**Prompt:** The answer must consist only of the lines from the line with "pub mod metadata;" to the line with "state.latest_block_header.proposer_index = 123;", both included, exactly as they stand below.

(Saved data entries)

--- START ---

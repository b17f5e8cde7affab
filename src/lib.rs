#![doc = include_str!("../README.md")]

pub mod constant;
pub mod error;
pub mod types;

pub mod traits;

pub mod mem_store;
pub use mem_store::MemStore;

pub mod merkle;
pub use merkle::Merkleizer;

pub mod tree;
pub use tree::{Node, TreeWalker};

pub mod schema;
pub use schema::{get_tree_node, ObjectPath, SszType};

pub mod db;
pub use db::SszDb;

pub mod bespoke;
pub use bespoke::BespokeReader;
pub mod metadata;
pub use metadata::MetadataReader;

pub mod state;

pub use error::{DecodeError, MerkleError, SchemaError, StoreError};
pub use traits::{HashTreeRoot, KvStore, SszSerialize, SszUnmarshal};
pub use types::{Chunk, Gindex};

#[cfg(test)]
mod tests {
    use super::*;
    use crate::state::{BeaconState, Fork, Validator, Version};
    use alloy_primitives::B256;

    /// A simple end-to-end test demonstrating the complete workflow: build
    /// a state, persist its tree, read fields back through both readers,
    /// and reload the whole object.
    #[test]
    fn basic_integration_test() -> Result<(), Box<dyn std::error::Error>> {
        let mut state = BeaconState {
            genesis_validators_root: B256::repeat_byte(7),
            slot: 777,
            fork: Fork {
                previous_version: Version::from([1, 2, 3, 4]),
                current_version: Version::from([5, 6, 7, 8]),
                epoch: 123,
            },
            ..Default::default()
        };
        state.latest_block_header.slot = 777;
        state.latest_block_header.proposer_index = 123;
        fn root_from_prefix(prefix: [u8; 4]) -> B256 {
            let mut bytes = [0u8; 32];
            bytes[..4].copy_from_slice(&prefix);
            B256::from(bytes)
        }
        state.block_roots = vec![
            root_from_prefix([1, 2, 3, 4]),
            root_from_prefix([5, 6, 7, 8]),
            root_from_prefix([9, 10, 11, 12]),
            root_from_prefix([13, 14, 15, 16]),
        ];
        state.validators = vec![Validator {
            effective_balance: 32_000_000_000,
            ..Default::default()
        }];
        state.balances = vec![32_000_000_000];

        let db = SszDb::new(MemStore::new());
        db.save_monolith(&state)?;

        // The persisted root is the object's hash tree root.
        assert_eq!(db.root_hash()?, state.hash_tree_root()?);

        let bespoke = BespokeReader::new(&db);
        let metadata = MetadataReader::new(&db);

        assert_eq!(bespoke.slot()?, 777);
        assert_eq!(metadata.slot()?, 777);
        assert_eq!(
            bespoke.genesis_validators_root()?,
            state.genesis_validators_root
        );
        assert_eq!(bespoke.fork()?, state.fork);
        assert_eq!(metadata.fork()?, state.fork);
        assert_eq!(bespoke.latest_block_header()?, state.latest_block_header);
        assert_eq!(metadata.latest_block_header()?, state.latest_block_header);

        assert_eq!(bespoke.block_roots_len()?, 4);
        assert_eq!(metadata.block_roots_len()?, 4);
        assert_eq!(bespoke.block_root(2)?, state.block_roots[2]);
        assert_eq!(metadata.block_root(2)?, state.block_roots[2]);

        assert_eq!(bespoke.validators()?, state.validators);
        assert_eq!(metadata.validators()?, state.validators);
        assert_eq!(bespoke.balance(0)?, 32_000_000_000);
        assert_eq!(metadata.balance(0)?, 32_000_000_000);

        // The leaf stream reassembles to the serialized object.
        let loaded: BeaconState = db.load()?;
        assert_eq!(loaded, state);
        assert_eq!(loaded.hash_tree_root()?, db.root_hash()?);

        db.close()?;
        Ok(())
    }

    /// The reassembled leaf stream must be byte-identical to the object's
    /// serialization.
    #[test]
    fn test_leaf_stream_matches_serialization() {
        struct CaptureStream(Vec<u8>);

        impl SszUnmarshal for CaptureStream {
            fn unmarshal_ssz(bytes: &[u8]) -> Result<Self, DecodeError> {
                Ok(CaptureStream(bytes.to_vec()))
            }
        }

        let state = crate::state::tests::sample_state();
        let db = SszDb::new(MemStore::new());
        db.save_monolith(&state).unwrap();

        let stream: CaptureStream = db.load().unwrap();
        assert_eq!(stream.0, state.serialize_ssz());
    }
}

--- END ---

**Written reply:**
pub mod metadata;
pub use metadata::MetadataReader;

pub mod state;

pub use error::{DecodeError, MerkleError, SchemaError, StoreError};
pub use traits::{HashTreeRoot, KvStore, SszSerialize, SszUnmarshal};
pub use types::{Chunk, Gindex};

#[cfg(test)]
mod tests {
    use super::*;
    use crate::state::{BeaconState, Fork, Validator, Version};
    use alloy_primitives::B256;

    /// A simple end-to-end test demonstrating the complete workflow: build
    /// a state, persist its tree, read fields back through both readers,
    /// and reload the whole object.
    #[test]
    fn basic_integration_test() -> Result<(), Box<dyn std::error::Error>> {
        let mut state = BeaconState {
            genesis_validators_root: B256::repeat_byte(7),
            slot: 777,
            fork: Fork {
                previous_version: Version::from([1, 2, 3, 4]),
                current_version: Version::from([5, 6, 7, 8]),
                epoch: 123,
            },
            ..Default::default()
        };
        state.latest_block_header.slot = 777;
        state.latest_block_header.proposer_index = 123;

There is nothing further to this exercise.